Personal information
- Born: 3 April 1993 (age 33)

Chess career
- Country: Greece
- Title: Woman International Master (2010)
- Peak rating: 2237 (August 2012)

= Ekaterini Pavlidou =

Greek chess player (born 1993)

Ekaterini Pavlidou (Αικατερίνη Παυλίδου; born 3 April 1993) is a Greek chess player who holds the title of Woman International Master (WIM, 2010). She is a four-time Greek Women Chess Champion (2012, 2013, 2015, 2017).

==Chess career==
Multiple times winner of Greek girl's chess championships in different age groups: U16 (2009), and U20 (2009, 2012).

In Greek women's chess championships Ekaterini Pavlidou won 4 gold (2012, 2013, 2015, 2017) medals.

In 2012 in Beirut she won Mediterranean Women's Chess Championship.

Ekaterini Pavlidou played for Greece in the Women's Chess Olympiads:
- In 2012, at reserve board in the 40th Chess Olympiad (women) in Istanbul (+4, =1, -2),
- In 2014, at third board in the 41st Chess Olympiad (women) in Tromsø (+3, =4, -2),
- In 2016, at second board in the 42nd Chess Olympiad (women) in Baku (+3, =2, -5).

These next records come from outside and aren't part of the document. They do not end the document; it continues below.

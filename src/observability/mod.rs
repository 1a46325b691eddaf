//! Observability.
//!
//! Store operations emit `tracing` spans and events and `metrics` counters.
//! This module installs the process-wide subscriber; a host application that
//! has its own subscriber or metrics recorder does not need to call [`init`].
//!
//! | Metric | Labels |
//! |--------|--------|
//! | `assetdb_upserts_total` | `type`, `outcome` (`found`, `inserted`, `raced`) |
//! | `assetdb_records_total` | `kind` |
//! | `assetdb_migrations_applied_total` | |
//! | `assetdb_cancelled_operations_total` | |
//! | `assetdb_lock_poison_recovery_total` | `lock` |
//! | `assetdb_pool_wait_seconds` | |

mod logging;

pub use logging::{LogFormat, LoggingConfig};

use crate::{Error, Result};
use std::fs::{File, OpenOptions};
use std::io;
use std::path::Path;
use std::sync::{Mutex, OnceLock};
use tracing_subscriber::fmt::writer::BoxMakeWriter;
use tracing_subscriber::layer::SubscriberExt;
use tracing_subscriber::util::SubscriberInitExt;
use tracing_subscriber::{Layer, Registry};

static OBSERVABILITY_INIT: OnceLock<()> = OnceLock::new();

/// Initializes logging for the process.
///
/// # Errors
///
/// Returns an error if logging has already been initialized or the log file
/// cannot be opened.
pub fn init(config: LoggingConfig) -> Result<()> {
    if OBSERVABILITY_INIT.get().is_some() {
        return Err(Error::OperationFailed {
            operation: "observability_init".to_string(),
            cause: "observability already initialized".to_string(),
        });
    }

    let writer = match &config.file {
        Some(path) => BoxMakeWriter::new(Mutex::new(open_log_file(path)?)),
        None => BoxMakeWriter::new(io::stderr),
    };
    let layer = tracing_subscriber::fmt::layer()
        .with_writer(writer)
        .with_ansi(config.file.is_none())
        .with_target(true)
        .with_thread_ids(true);
    let layer: Box<dyn Layer<Registry> + Send + Sync> = match config.format {
        LogFormat::Json => layer
            .json()
            .with_current_span(true)
            .with_span_list(true)
            .boxed(),
        LogFormat::Pretty => layer.pretty().boxed(),
    };

    tracing_subscriber::registry()
        .with(layer)
        .with(config.filter)
        .try_init()
        .map_err(init_error)?;

    OBSERVABILITY_INIT
        .set(())
        .map_err(|()| Error::OperationFailed {
            operation: "observability_init".to_string(),
            cause: "failed to mark observability initialized".to_string(),
        })
}

/// Opens `path` for appending, creating missing parent directories.
fn open_log_file(path: &Path) -> Result<File> {
    if let Some(parent) = path.parent() {
        std::fs::create_dir_all(parent).map_err(|e| Error::OperationFailed {
            operation: "create_log_dir".to_string(),
            cause: e.to_string(),
        })?;
    }

    OpenOptions::new()
        .create(true)
        .append(true)
        .open(path)
        .map_err(|e| Error::OperationFailed {
            operation: "open_log_file".to_string(),
            cause: format!("{}: {}", path.display(), e),
        })
}

#[allow(clippy::needless_pass_by_value)]
fn init_error(e: tracing_subscriber::util::TryInitError) -> Error {
    Error::OperationFailed {
        operation: "observability_init".to_string(),
        cause: e.to_string(),
    }
}

#[cfg(test)]
mod tests {
    use super::*;

    #[test]
    fn test_log_file_appends() {
        use std::io::Write;

        let dir = tempfile::tempdir().unwrap();
        let path = dir.path().join("nested").join("assetdb.log");

        open_log_file(&path).unwrap().write_all(b"first\n").unwrap();
        open_log_file(&path).unwrap().write_all(b"second\n").unwrap();

        let contents = std::fs::read_to_string(&path).unwrap();
        assert_eq!(contents, "first\nsecond\n");
    }
}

Ekaterini Pavlidou played for Greece in the World Team Chess Championship:
- In 2011, at fourth board in the 3rd Women's World Team Chess Championship 2011 in Mardin (+2, =4, -2).

Ekaterini Pavlidou played for Greece in the European Team Chess Championships:
- In 2007, at third board in the 7th European Team Chess Championship (women) in Heraklion (+2, =0, -6),
- In 2011, at reserve board in the 9th European Team Chess Championship (women) in Porto Carras (+3, =1, -3),
- In 2013, at second board in the 10th European Team Chess Championship (women) in Warsaw (+2, =1, -4),
- In 2015, at second board in the 11th European Team Chess Championship (women) in Reykjavík (+3, =0, -5),
- In 2017, at third board in the 12th European Team Chess Championship (women) in Crete (+1, =3, -2).

In 2010, she was awarded the FIDE Woman International Master (WIM) title.